* **Brief**
Report how many lines below contain the word "values". Write only that number.

(Dataset entries)
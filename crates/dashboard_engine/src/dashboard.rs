use std::sync::atomic::{AtomicU64, Ordering};
use std::sync::Arc;

use finance_client::ClientError;
use models::{Envelope, ReportPeriod, Settings};
use tokio::sync::RwLock;

use crate::format::CurrencyFormatter;
use crate::notify::{LogNotifier, Notification, Notifier};
use crate::placeholder::{NoPlaceholders, PlaceholderProvider, SamplePlaceholders};
use crate::source::ReportsSource;
use crate::state::{
    BatchOutcome, BatchPhase, BatchReport, DashboardState, Filters, Slot, SlotOutcome,
};
use crate::view::DashboardView;

/// Owns the report filters and slots and runs fetch batches against a source.
///
/// Batches are numbered at dispatch. A batch that settles after a newer one
/// was dispatched is dropped without touching state or the loading gate.
pub struct Dashboard {
    source: Arc<dyn ReportsSource>,
    notifier: Arc<dyn Notifier>,
    placeholders: Arc<dyn PlaceholderProvider>,
    formatter: CurrencyFormatter,
    state: RwLock<DashboardState>,
    dispatched: AtomicU64,
}

impl Dashboard {
    pub fn new(source: Arc<dyn ReportsSource>, filters: Filters) -> Self {
        Self {
            source,
            notifier: Arc::new(LogNotifier),
            placeholders: Arc::new(SamplePlaceholders::default()),
            formatter: CurrencyFormatter::default(),
            state: RwLock::new(DashboardState::new(filters)),
            dispatched: AtomicU64::new(0),
        }
    }

    /// Filters, placeholders and formatting taken from settings.
    pub fn from_settings(source: Arc<dyn ReportsSource>, settings: &Settings) -> Self {
        let placeholders: Arc<dyn PlaceholderProvider> = if settings.dashboard.placeholders {
            Arc::new(SamplePlaceholders::default())
        } else {
            Arc::new(NoPlaceholders)
        };
        Self::new(source, Filters::from_settings(&settings.dashboard))
            .with_placeholders(placeholders)
            .with_formatter(CurrencyFormatter::from_settings(&settings.display))
    }

    pub fn with_notifier(mut self, notifier: Arc<dyn Notifier>) -> Self {
        self.notifier = notifier;
        self
    }

    pub fn with_placeholders(mut self, placeholders: Arc<dyn PlaceholderProvider>) -> Self {
        self.placeholders = placeholders;
        self
    }

    pub fn with_formatter(mut self, formatter: CurrencyFormatter) -> Self {
        self.formatter = formatter;
        self
    }

    pub fn formatter(&self) -> &CurrencyFormatter {
        &self.formatter
    }

    /// Initial load.
    pub async fn mount(&self) -> BatchReport {
        self.refresh().await
    }

    /// Re-runs the batch for the current filters.
    pub async fn refresh(&self) -> BatchReport {
        let (sequence, filters) = {
            let mut state = self.state.write().await;
            let filters = state.filters;
            (self.begin(&mut state), filters)
        };
        self.run_batch(sequence, filters).await
    }

    /// Returns `None` without fetching when `period` is already selected.
    pub async fn set_period(&self, period: ReportPeriod) -> Option<BatchReport> {
        self.change_filters(|filters| filters.period = period).await
    }

    /// Returns `None` without fetching when `year` is already selected.
    pub async fn set_year(&self, year: i32) -> Option<BatchReport> {
        self.change_filters(|filters| filters.year = year).await
    }

    pub async fn state(&self) -> DashboardState {
        self.state.read().await.clone()
    }

    pub async fn filters(&self) -> Filters {
        self.state.read().await.filters
    }

    pub async fn is_loading(&self) -> bool {
        self.state.read().await.loading
    }

    /// Number of batches started so far; also the latest sequence number.
    pub fn batches_dispatched(&self) -> u64 {
        self.dispatched.load(Ordering::SeqCst)
    }

    pub async fn view(&self) -> DashboardView {
        let state = self.state.read().await;
        DashboardView::render(&state, self.placeholders.as_ref(), &self.formatter)
    }

    async fn change_filters(&self, apply: impl FnOnce(&mut Filters)) -> Option<BatchReport> {
        let (sequence, filters) = {
            let mut state = self.state.write().await;
            let mut next = state.filters;
            apply(&mut next);
            if next == state.filters {
                tracing::debug!(?next, "filters unchanged, no batch");
                return None;
            }
            state.filters = next;
            (self.begin(&mut state), next)
        };
        Some(self.run_batch(sequence, filters).await)
    }

    /// Enters `Loading` and hands out the next sequence number. Callers hold
    /// the state lock, so numbering follows dispatch order.
    fn begin(&self, state: &mut DashboardState) -> u64 {
        state.loading = true;
        state.phase = BatchPhase::Loading;
        self.dispatched.fetch_add(1, Ordering::SeqCst) + 1
    }

    async fn run_batch(&self, sequence: u64, filters: Filters) -> BatchReport {
        tracing::debug!(sequence, ?filters, "dispatching reports batch");

        let (sales, inventory, financial) = tokio::join!(
            self.source.sales_report(filters.period),
            self.source.inventory_report(),
            self.source.financial_report(filters.period, filters.year),
        );

        let mut state = self.state.write().await;
        let latest = self.dispatched.load(Ordering::SeqCst);
        if sequence != latest {
            drop(state);
            tracing::debug!(sequence, latest, "discarding stale reports batch");
            for (slot, err) in [
                (Slot::Sales, sales.err()),
                (Slot::Inventory, inventory.err()),
                (Slot::Financial, financial.err()),
            ] {
                if let Some(err) = err {
                    tracing::warn!(sequence, %slot, error = %err, "stale batch request failed");
                }
            }
            return BatchReport {
                sequence,
                filters,
                outcome: BatchOutcome::Superseded,
                sales: SlotOutcome::Discarded,
                inventory: SlotOutcome::Discarded,
                financial: SlotOutcome::Discarded,
            };
        }

        let report = BatchReport {
            sequence,
            filters,
            outcome: BatchOutcome::Settled,
            sales: apply_result(&mut state.sales, Slot::Sales, sales),
            inventory: apply_result(&mut state.inventory, Slot::Inventory, inventory),
            financial: apply_result(&mut state.financial, Slot::Financial, financial),
        };
        let failed = report.failures() > 0;
        state.loading = false;
        state.phase = if failed {
            BatchPhase::Failed
        } else {
            BatchPhase::Settled
        };
        drop(state);

        if failed {
            self.notifier.notify(Notification::load_failed());
            return BatchReport {
                outcome: BatchOutcome::Failed,
                ..report
            };
        }
        tracing::debug!(sequence, "reports batch settled");
        report
    }
}

/// Replaces the slot only on `success: true` with data.
fn apply_result<T>(
    slot: &mut Option<T>,
    name: Slot,
    result: Result<Envelope<T>, ClientError>,
) -> SlotOutcome {
    match result {
        Ok(envelope) => {
            let message = envelope.message.clone();
            match envelope.accepted() {
                Some(data) => {
                    *slot = Some(data);
                    SlotOutcome::Updated
                }
                None => {
                    tracing::debug!(slot = %name, ?message, "report not successful, keeping previous value");
                    SlotOutcome::Unchanged
                }
            }
        }
        Err(err) => {
            tracing::error!(slot = %name, status = err.status(), error = %err, "Failed to fetch reports data");
            SlotOutcome::Failed(err.to_string())
        }
    }
}
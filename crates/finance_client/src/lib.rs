//! Typed HTTP client for the finance and reports backend.
//!
//! Operations are declared once in [`operation::OPERATIONS`]; a [`Call`] is
//! resolved against that table into a [`RequestPlan`] and then sent by
//! [`FinanceClient`]. Responses come back as [`models::Envelope`]s, already
//! schema-checked.

pub mod client;
pub mod error;
pub mod operation;
pub mod request;

pub use client::{FinanceClient, FinanceClientConfig};
pub use error::{ClientError, Result};
pub use operation::{HttpMethod, Operation, OperationSpec, PayloadKind, OPERATIONS};
pub use request::{encode_query, Call, Payload, RequestPlan};
pub use reqwest::StatusCode;
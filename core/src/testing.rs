//! Scripted transport for unit tests: replays canned responses in order and
//! records every request it receives.

use std::collections::VecDeque;
use std::sync::Arc;

use parking_lot::Mutex;
use serde_json::Value;

use crate::error::{CouchError, Result};
use crate::http::{HttpRequest, HttpResponse};
use crate::transport::Transport;

#[derive(Debug, Default)]
pub struct ScriptedTransport {
    responses: Mutex<VecDeque<HttpResponse>>,
    requests: Mutex<Vec<HttpRequest>>,
}

impl ScriptedTransport {
    pub fn new(responses: Vec<HttpResponse>) -> Arc<Self> {
        Arc::new(Self {
            responses: Mutex::new(responses.into()),
            requests: Mutex::new(Vec::new()),
        })
    }

    pub fn requests(&self) -> Vec<HttpRequest> {
        self.requests.lock().clone()
    }

    pub fn last(&self) -> HttpRequest {
        self.requests.lock().last().cloned().expect("no request was sent")
    }
}

impl Transport for ScriptedTransport {
    fn send(&self, request: HttpRequest) -> Result<HttpResponse> {
        self.requests.lock().push(request);
        self.responses
            .lock()
            .pop_front()
            .ok_or_else(|| CouchError::Connectivity("script exhausted".into()))
    }
}

pub fn json_response(status: u16, body: Value) -> HttpResponse {
    HttpResponse::new(status, body.to_string())
}

pub fn empty_response(status: u16) -> HttpResponse {
    HttpResponse::new(status, "")
}

pub fn query_value<'a>(request: &'a HttpRequest, key: &str) -> Option<&'a str> {
    request
        .query
        .iter()
        .find(|(k, _)| k == key)
        .map(|(_, v)| v.as_str())
}

pub fn body_json(request: &HttpRequest) -> Value {
    match &request.body {
        Some(crate::http::Body::Json(value)) => value.clone(),
        Some(crate::http::Body::Raw(bytes)) => serde_json::from_slice(bytes).expect("raw body is json"),
        None => panic!("request has no body"),
    }
}
//! Error taxonomy for the document-store client.
//!
//! # Design
//! Local precondition failures (`Validation`) never reach the network.
//! Server-reported failures are split by scope: `Server` for database-level
//! administration (create, delete, lookup) and `Database` for document
//! operations. Both carry the raw status and a reason drawn from a fixed
//! status table unless the operation supplies a more specific one.
//! `Connectivity` is reserved for transport failures that survived the
//! retry budget.

use thiserror::Error;

pub type Result<T> = std::result::Result<T, CouchError>;

/// Errors returned by `Client`, `Database` and `Document` operations.
#[derive(Debug, Error)]
pub enum CouchError {
    /// A local precondition failed; no request was sent.
    #[error("validation failed: {0}")]
    Validation(String),

    /// The connection could not be established or broke beyond the retry budget.
    #[error("connectivity failure: {0}")]
    Connectivity(String),

    /// A server-level operation was rejected.
    #[error("server error {status}: {reason}")]
    Server { status: u16, reason: String },

    /// A document or database operation was rejected.
    #[error("database error {status}: {reason}")]
    Database { status: u16, reason: String },

    /// A `Document` convenience operation could not run (e.g. not bound).
    #[error("document error: {0}")]
    Document(String),

    /// The request payload could not be serialized to JSON.
    #[error("serialization failed: {0}")]
    SerializationError(String),

    /// The response body could not be deserialized.
    #[error("deserialization failed: {0}")]
    DeserializationError(String),
}

impl CouchError {
    /// Server-level error with the reason taken from the status table.
    pub fn server(status: u16) -> Self {
        CouchError::Server {
            status,
            reason: server_reason(status).to_string(),
        }
    }

    /// Document-level error with the reason taken from the status table.
    pub fn database(status: u16) -> Self {
        CouchError::Database {
            status,
            reason: database_reason(status).to_string(),
        }
    }

    /// Document-level error with an operation-specific reason.
    pub fn database_with(status: u16, reason: &str) -> Self {
        CouchError::Database {
            status,
            reason: reason.to_string(),
        }
    }

    /// HTTP status carried by server-reported errors.
    pub fn status(&self) -> Option<u16> {
        match self {
            CouchError::Server { status, .. } | CouchError::Database { status, .. } => Some(*status),
            _ => None,
        }
    }

    /// True when the server rejected a write because the revision was stale.
    pub fn is_conflict(&self) -> bool {
        matches!(self, CouchError::Database { status: 409, .. })
    }

    pub fn is_not_found(&self) -> bool {
        self.status() == Some(404)
    }
}

/// Reason table for server-level operations.
pub fn server_reason(status: u16) -> &'static str {
    match status {
        400 => "Invalid database name",
        401 => "Server administrator privileges required",
        404 => "Requested database not found",
        412 => "Database already exists",
        _ => "Unknown error",
    }
}

/// Reason table for document-level operations.
pub fn database_reason(status: u16) -> &'static str {
    match status {
        400 => "Invalid request body or parameters",
        401 => "Read/Write privileges required",
        404 => "Requested database or document not found",
        409 => "A conflicting document with the same ID already exists",
        412 => "Database already exists",
        415 => "Bad Content-Type value",
        417 => "At least one document was rejected by a validation function",
        500 => "Query execution error",
        _ => "Unknown error",
    }
}
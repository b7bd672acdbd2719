//! Blocking client for CouchDB-style document stores.
//!
//! # Overview
//! `Client` talks to one server: database administration, server metadata
//! and membership checks. `Client::get_db` hands out `Database` handles for
//! document CRUD, bulk writes and reads, Mango queries and index
//! management. `Document` is an optional mutable view over one document
//! that can load and store itself through a bound `Database`.
//!
//! # Design
//! - Operations build `HttpRequest` values and interpret `HttpResponse`
//!   values; only the `Transport` does I/O, so status mapping is testable
//!   against a scripted transport.
//! - `HttpTransport` shares one connection behind a lock by default and
//!   reconnects on a dropped connection according to `RetryPolicy`.
//! - Failures are typed: local `Validation` errors never reach the network,
//!   server answers map to `Server`/`Database` errors, and transport
//!   failures to `Connectivity`.

pub mod client;
pub mod config;
pub mod database;
pub mod document;
pub mod error;
pub mod http;
pub mod json;
pub mod query;
pub mod transport;

#[cfg(test)]
mod testing;

pub use client::{validate_db_name, Client, DbUpdatesOptions, Server};
pub use config::{ClientConfig, ConnectionInfo, RetryPolicy};
pub use database::{
    BulkDocResult, BulkGetDoc, BulkGetResult, Database, DocIds, DocInfo, DocRow, DocSpec, FindResult, GetOptions,
};
pub use document::Document;
pub use error::{CouchError, Result};
pub use http::{Body, HttpMethod, HttpRequest, HttpResponse};
pub use query::{FindQuery, IndexQuery, SortOrder};
pub use transport::{HttpTransport, Transport};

* **Reply**
2